Records drawn from a dataset

+++++

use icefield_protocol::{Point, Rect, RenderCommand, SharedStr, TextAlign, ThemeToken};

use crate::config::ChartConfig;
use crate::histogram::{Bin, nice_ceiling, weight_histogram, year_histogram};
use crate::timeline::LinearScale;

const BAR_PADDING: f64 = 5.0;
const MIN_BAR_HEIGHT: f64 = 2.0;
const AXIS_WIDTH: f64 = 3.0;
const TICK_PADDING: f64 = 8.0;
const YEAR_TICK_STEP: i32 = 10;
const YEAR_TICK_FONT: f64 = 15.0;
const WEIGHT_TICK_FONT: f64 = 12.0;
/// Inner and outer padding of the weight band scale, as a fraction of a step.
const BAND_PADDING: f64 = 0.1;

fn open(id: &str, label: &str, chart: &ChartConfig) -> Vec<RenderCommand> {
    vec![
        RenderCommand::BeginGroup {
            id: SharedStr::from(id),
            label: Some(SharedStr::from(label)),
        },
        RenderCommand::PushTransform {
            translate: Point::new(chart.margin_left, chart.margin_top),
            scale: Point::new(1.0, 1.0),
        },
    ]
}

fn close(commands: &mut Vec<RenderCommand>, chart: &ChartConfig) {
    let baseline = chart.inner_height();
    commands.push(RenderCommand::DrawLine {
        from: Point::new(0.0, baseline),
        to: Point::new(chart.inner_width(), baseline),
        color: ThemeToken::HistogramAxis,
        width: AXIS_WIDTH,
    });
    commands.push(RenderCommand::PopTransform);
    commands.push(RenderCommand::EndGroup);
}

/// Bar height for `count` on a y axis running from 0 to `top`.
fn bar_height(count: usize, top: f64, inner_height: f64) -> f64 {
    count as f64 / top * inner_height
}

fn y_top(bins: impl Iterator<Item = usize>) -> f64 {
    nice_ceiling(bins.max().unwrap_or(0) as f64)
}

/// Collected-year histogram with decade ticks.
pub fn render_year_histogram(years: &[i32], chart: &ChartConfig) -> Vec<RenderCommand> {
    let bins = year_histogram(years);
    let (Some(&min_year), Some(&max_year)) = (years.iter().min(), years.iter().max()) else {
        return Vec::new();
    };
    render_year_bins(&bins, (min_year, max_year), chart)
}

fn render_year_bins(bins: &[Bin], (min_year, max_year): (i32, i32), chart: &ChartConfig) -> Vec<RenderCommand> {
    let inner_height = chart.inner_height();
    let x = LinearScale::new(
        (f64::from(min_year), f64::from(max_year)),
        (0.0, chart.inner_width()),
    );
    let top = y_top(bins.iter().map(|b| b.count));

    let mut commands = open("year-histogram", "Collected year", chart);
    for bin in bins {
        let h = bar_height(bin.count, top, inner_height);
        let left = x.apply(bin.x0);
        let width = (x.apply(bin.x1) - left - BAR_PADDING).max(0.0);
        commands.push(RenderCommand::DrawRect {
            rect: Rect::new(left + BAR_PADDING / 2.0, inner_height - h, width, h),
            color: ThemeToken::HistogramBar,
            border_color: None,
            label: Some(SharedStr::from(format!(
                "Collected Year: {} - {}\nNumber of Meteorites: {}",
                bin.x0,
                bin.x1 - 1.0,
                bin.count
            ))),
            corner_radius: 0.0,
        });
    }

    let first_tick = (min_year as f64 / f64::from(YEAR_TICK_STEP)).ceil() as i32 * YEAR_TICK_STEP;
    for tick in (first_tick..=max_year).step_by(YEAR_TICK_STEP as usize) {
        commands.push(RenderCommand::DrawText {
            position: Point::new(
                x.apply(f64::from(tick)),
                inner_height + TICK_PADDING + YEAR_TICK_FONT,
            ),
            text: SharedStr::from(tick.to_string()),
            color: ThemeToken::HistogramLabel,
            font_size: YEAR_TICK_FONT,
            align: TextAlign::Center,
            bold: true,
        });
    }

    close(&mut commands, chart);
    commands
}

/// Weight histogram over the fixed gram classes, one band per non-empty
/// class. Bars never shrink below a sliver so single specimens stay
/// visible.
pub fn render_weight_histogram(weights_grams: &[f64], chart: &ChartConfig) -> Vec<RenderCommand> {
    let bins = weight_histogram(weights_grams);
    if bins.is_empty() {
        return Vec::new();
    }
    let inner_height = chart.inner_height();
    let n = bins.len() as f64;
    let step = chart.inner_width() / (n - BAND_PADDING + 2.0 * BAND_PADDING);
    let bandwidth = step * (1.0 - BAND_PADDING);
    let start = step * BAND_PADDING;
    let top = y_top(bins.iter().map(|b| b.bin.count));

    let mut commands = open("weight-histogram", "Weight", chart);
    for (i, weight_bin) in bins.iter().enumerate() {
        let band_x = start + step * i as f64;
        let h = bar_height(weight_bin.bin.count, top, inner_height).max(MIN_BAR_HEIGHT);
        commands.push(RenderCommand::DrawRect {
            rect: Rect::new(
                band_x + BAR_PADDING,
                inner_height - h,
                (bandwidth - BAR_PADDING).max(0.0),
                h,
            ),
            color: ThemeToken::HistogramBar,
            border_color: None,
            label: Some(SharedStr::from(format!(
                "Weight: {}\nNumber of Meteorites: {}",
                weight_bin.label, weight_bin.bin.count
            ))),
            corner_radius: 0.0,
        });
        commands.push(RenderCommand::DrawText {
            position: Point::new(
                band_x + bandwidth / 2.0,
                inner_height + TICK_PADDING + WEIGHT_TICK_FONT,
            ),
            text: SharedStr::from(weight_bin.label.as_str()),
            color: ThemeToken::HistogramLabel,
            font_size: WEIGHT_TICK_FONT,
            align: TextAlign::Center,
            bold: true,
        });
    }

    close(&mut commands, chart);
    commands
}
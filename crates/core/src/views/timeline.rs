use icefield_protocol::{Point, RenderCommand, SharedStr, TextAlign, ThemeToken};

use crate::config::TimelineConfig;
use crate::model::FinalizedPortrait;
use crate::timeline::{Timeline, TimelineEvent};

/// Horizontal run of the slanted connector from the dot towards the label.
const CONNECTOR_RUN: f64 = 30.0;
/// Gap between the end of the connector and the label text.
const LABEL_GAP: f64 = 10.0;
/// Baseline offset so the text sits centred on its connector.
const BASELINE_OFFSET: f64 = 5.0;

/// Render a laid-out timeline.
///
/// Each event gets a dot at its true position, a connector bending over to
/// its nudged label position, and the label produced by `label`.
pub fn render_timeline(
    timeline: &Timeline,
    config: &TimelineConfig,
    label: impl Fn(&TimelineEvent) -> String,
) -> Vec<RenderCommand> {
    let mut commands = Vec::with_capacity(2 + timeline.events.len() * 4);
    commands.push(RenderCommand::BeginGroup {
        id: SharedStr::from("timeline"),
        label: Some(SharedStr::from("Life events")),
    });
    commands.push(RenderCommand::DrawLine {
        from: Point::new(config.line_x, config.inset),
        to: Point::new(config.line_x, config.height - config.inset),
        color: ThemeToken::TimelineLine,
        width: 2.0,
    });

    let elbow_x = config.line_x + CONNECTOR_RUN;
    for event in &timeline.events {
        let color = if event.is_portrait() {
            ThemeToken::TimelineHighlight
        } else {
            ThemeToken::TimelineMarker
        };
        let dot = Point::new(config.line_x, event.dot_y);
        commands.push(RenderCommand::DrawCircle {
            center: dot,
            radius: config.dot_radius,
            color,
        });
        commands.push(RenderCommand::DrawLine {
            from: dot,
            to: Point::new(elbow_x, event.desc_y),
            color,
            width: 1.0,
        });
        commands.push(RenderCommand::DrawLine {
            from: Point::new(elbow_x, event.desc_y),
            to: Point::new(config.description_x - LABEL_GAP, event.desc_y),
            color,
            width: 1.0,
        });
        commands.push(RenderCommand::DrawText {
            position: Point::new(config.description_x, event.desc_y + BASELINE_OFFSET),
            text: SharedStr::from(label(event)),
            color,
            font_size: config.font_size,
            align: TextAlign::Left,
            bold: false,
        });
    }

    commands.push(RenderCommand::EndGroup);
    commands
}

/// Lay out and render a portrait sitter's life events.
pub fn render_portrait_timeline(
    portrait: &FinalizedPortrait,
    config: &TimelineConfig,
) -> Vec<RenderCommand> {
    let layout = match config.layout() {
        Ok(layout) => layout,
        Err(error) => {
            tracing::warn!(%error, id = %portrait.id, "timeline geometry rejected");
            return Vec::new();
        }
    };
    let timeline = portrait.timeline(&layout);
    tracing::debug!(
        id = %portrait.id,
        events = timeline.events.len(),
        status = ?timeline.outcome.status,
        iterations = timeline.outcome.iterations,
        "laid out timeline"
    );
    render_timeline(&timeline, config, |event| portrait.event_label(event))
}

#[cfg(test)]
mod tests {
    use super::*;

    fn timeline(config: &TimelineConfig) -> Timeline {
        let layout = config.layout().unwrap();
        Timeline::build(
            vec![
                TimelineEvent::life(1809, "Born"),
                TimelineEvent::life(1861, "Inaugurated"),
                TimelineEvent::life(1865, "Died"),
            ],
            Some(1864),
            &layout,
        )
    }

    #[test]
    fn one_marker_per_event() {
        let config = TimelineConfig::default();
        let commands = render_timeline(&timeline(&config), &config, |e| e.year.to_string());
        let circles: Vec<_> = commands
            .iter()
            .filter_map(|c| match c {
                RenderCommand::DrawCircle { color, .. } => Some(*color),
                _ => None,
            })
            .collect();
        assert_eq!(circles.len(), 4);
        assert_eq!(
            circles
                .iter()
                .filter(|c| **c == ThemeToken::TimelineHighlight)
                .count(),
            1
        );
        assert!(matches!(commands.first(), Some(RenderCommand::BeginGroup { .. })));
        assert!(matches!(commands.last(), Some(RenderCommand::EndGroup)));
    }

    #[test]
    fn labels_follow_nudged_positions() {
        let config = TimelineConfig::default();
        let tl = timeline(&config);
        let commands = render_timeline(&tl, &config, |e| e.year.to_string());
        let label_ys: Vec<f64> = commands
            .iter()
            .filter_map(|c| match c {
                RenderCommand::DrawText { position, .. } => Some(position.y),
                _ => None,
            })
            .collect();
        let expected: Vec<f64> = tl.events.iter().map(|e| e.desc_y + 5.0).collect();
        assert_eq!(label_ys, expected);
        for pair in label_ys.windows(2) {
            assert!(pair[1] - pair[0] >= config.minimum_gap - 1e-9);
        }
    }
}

+++++

= ASSIGNMENT =
Report only the number of lines, among the records above, that contain the word "years".

= RESULT =
3